In Ben’s early teenage years, father and son would practice before Ben left for school, arriving at the track at 6:45 every morning. Through that experience and during Ben’s college career, Bryan learned a lesson that almost all parents learn about their children: Despite all the shared DNA, they are not mini-me’s.
Bryan loved drilling on the tennis court and honing shots through hours of practice. Bor bare Ben. The competition drives him. He must play more points in training.
Bryan said as a junior player there were times when Ben would come home after losing a tournament and Bryan would ask his son what had gone wrong.
This was before Ben had grown to 6-foot-4 and 195 pounds. He wanted to tell his father that he just needed to grow up.
Bryan didn’t necessarily like that answer. He would tell his son that there were always things he could improve on, that he should make a list of the elements of his game that he needed to improve, the way Bryan felt after some of his losses. But that wasn’t how Ben ticked.

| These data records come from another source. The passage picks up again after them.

use chrono::{DateTime, Utc};
use regex::Regex;
use serde::{Deserialize, Serialize};
use tracing::debug;

use risk_engine::model::{AuxiliaryFlags, AuxiliarySignal};

pub const DEFAULT_MIN_DOMAIN_AGE_DAYS: i64 = 180;
pub const TYPOSQUATTING_SIMILARITY: f64 = 0.8;

pub const FREE_MAIL_DOMAINS: &[&str] = &[
    "gmail.com",
    "googlemail.com",
    "hotmail.com",
    "hotmail.com.br",
    "outlook.com",
    "outlook.com.br",
    "live.com",
    "msn.com",
    "yahoo.com",
    "yahoo.com.br",
    "icloud.com",
    "bol.com.br",
    "uol.com.br",
    "terra.com.br",
    "ig.com.br",
    "protonmail.com",
];

lazy_static::lazy_static! {
    static ref EMAIL_DOMAIN: Regex = Regex::new(r"[^@]+@([^@]+\.[^@]+)").unwrap();
}

/// Raw facts gathered by collaborators about the registrant's contact data.
#[derive(Debug, Clone, Default, Serialize, Deserialize)]
pub struct ContactFacts {
    /// Email the business registered with us.
    #[serde(default)]
    pub registered_email: Option<String>,
    /// Email the public company registry lists for the CNPJ.
    #[serde(default)]
    pub registry_email: Option<String>,
    #[serde(default)]
    pub domain_created_at: Option<DateTime<Utc>>,
    #[serde(default)]
    pub suspicious_phone: bool,
    #[serde(default)]
    pub rushed_approval: bool,
    #[serde(default)]
    pub delivery_marked: bool,
    #[serde(default)]
    pub mismatched_delivery_address: bool,
}

pub fn email_domain(email: &str) -> Option<String> {
    EMAIL_DOMAIN
        .captures(email.trim())
        .and_then(|c| c.get(1))
        .map(|m| m.as_str().to_lowercase())
}

pub fn is_free_mail(domain: &str) -> bool {
    FREE_MAIL_DOMAINS.contains(&normalize_domain(domain).as_str())
}

pub fn normalize_domain(domain: &str) -> String {
    let lowered = domain.trim().to_lowercase();
    match lowered.strip_prefix("www.") {
        Some(rest) => rest.to_string(),
        None => lowered,
    }
}

pub fn levenshtein(a: &str, b: &str) -> usize {
    let a: Vec<char> = a.chars().collect();
    let b: Vec<char> = b.chars().collect();
    let mut previous: Vec<usize> = (0..=b.len()).collect();
    let mut current = vec![0; b.len() + 1];
    for (i, ca) in a.iter().enumerate() {
        current[0] = i + 1;
        for (j, cb) in b.iter().enumerate() {
            let substitution = previous[j] + usize::from(ca != cb);
            current[j + 1] = substitution.min(previous[j + 1] + 1).min(current[j] + 1);
        }
        std::mem::swap(&mut previous, &mut current);
    }
    previous[b.len()]
}

/// Lookalike comparison between two email domains.
#[derive(Debug, Clone, PartialEq, Serialize)]
pub struct DomainSimilarity {
    pub distance: usize,
    pub similarity: f64,
    /// Positions where a look-alike character was swapped in (`o`/`0`, `l`/`1`, ...).
    pub substitutions: Vec<String>,
}

impl DomainSimilarity {
    pub fn compare(left: &str, right: &str) -> Self {
        let left = normalize_domain(left);
        let right = normalize_domain(right);
        let distance = levenshtein(&left, &right);
        let longest = left.chars().count().max(right.chars().count());
        let similarity = if longest == 0 {
            0.0
        } else {
            1.0 - distance as f64 / longest as f64
        };
        Self {
            distance,
            similarity,
            substitutions: lookalike_substitutions(&left, &right),
        }
    }

    /// Identical domains are a match, not an impersonation.
    pub fn is_typosquatting(&self) -> bool {
        self.distance > 0 && self.similarity >= TYPOSQUATTING_SIMILARITY
    }
}

fn lookalike(c: char) -> Option<char> {
    match c {
        'o' => Some('0'),
        '0' => Some('o'),
        'i' | 'l' => Some('1'),
        '1' => Some('i'),
        'e' => Some('3'),
        '3' => Some('e'),
        'a' => Some('4'),
        '4' => Some('a'),
        's' => Some('5'),
        '5' => Some('s'),
        't' => Some('7'),
        '7' => Some('t'),
        'b' => Some('8'),
        '8' => Some('b'),
        'g' => Some('9'),
        '9' => Some('g'),
        _ => None,
    }
}

fn lookalike_substitutions(left: &str, right: &str) -> Vec<String> {
    if left.chars().count() != right.chars().count() {
        return Vec::new();
    }
    left.chars()
        .zip(right.chars())
        .enumerate()
        .filter(|(_, (a, b))| a != b && (lookalike(*a) == Some(*b) || lookalike(*b) == Some(*a)))
        .map(|(i, (a, b))| format!("{i}: '{a}' -> '{b}'"))
        .collect()
}

/// Derives the auxiliary signals the engine scores.
#[derive(Debug, Clone, Copy)]
pub struct SignalDeriver {
    min_domain_age_days: i64,
}

impl Default for SignalDeriver {
    fn default() -> Self {
        Self {
            min_domain_age_days: DEFAULT_MIN_DOMAIN_AGE_DAYS,
        }
    }
}

impl SignalDeriver {
    pub fn new(min_domain_age_days: Option<i64>) -> Self {
        Self {
            min_domain_age_days: min_domain_age_days.unwrap_or(DEFAULT_MIN_DOMAIN_AGE_DAYS),
        }
    }

    /// Absent facts never raise a signal.
    pub fn derive(&self, facts: &ContactFacts, evaluated_at: DateTime<Utc>) -> AuxiliaryFlags {
        let registered = facts.registered_email.as_deref().and_then(email_domain);
        let registry = facts.registry_email.as_deref().and_then(email_domain);

        let non_corporate = registered.as_deref().is_some_and(is_free_mail);
        let recent = facts.domain_created_at.is_some_and(|created| {
            (evaluated_at - created).num_days() < self.min_domain_age_days
        });
        let typosquatting = match (&registered, &registry) {
            (Some(ours), Some(theirs)) => {
                let comparison = DomainSimilarity::compare(ours, theirs);
                debug!(
                    registered = %ours,
                    registry = %theirs,
                    similarity = comparison.similarity,
                    "Compared email domains"
                );
                comparison.is_typosquatting()
            }
            _ => false,
        };

        AuxiliaryFlags::new()
            .with(AuxiliarySignal::NonCorporateEmail, non_corporate)
            .with(AuxiliarySignal::RecentDomain, recent)
            .with(AuxiliarySignal::SuspiciousPhone, facts.suspicious_phone)
            .with(AuxiliarySignal::RushedApproval, facts.rushed_approval)
            .with(AuxiliarySignal::DeliveryMarked, facts.delivery_marked)
            .with(AuxiliarySignal::MismatchedDeliveryAddress, facts.mismatched_delivery_address)
            .with(AuxiliarySignal::Typosquatting, typosquatting)
    }
}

“I got in his way,” Bryan Shelton said. “What I learned I have to do is let him think about how good he is and know he’s going to do the job.”
Like every coach and player, they have had their moments on the pitch. There are times when Ben needs to let off steam and Bryan needs to be composed. An hour later someone will apologize and they move on. They share an understanding that people make mistakes, and they try to maintain their “no grudges” rule.
Ben said his dad has gotten good at picking up on the signals that it’s time to switch from coach mode to dad mode. Bryan wants to put a time limit on a video session so they aren’t constantly watching and talking about tennis. So far, he’s been happy to let Ben have dinner with friends while he stays back in his hotel room, ordering in and watching golf.
“He’s pretty easy to travel with,” Ben said of his father.
Good thing. They will do a lot of it.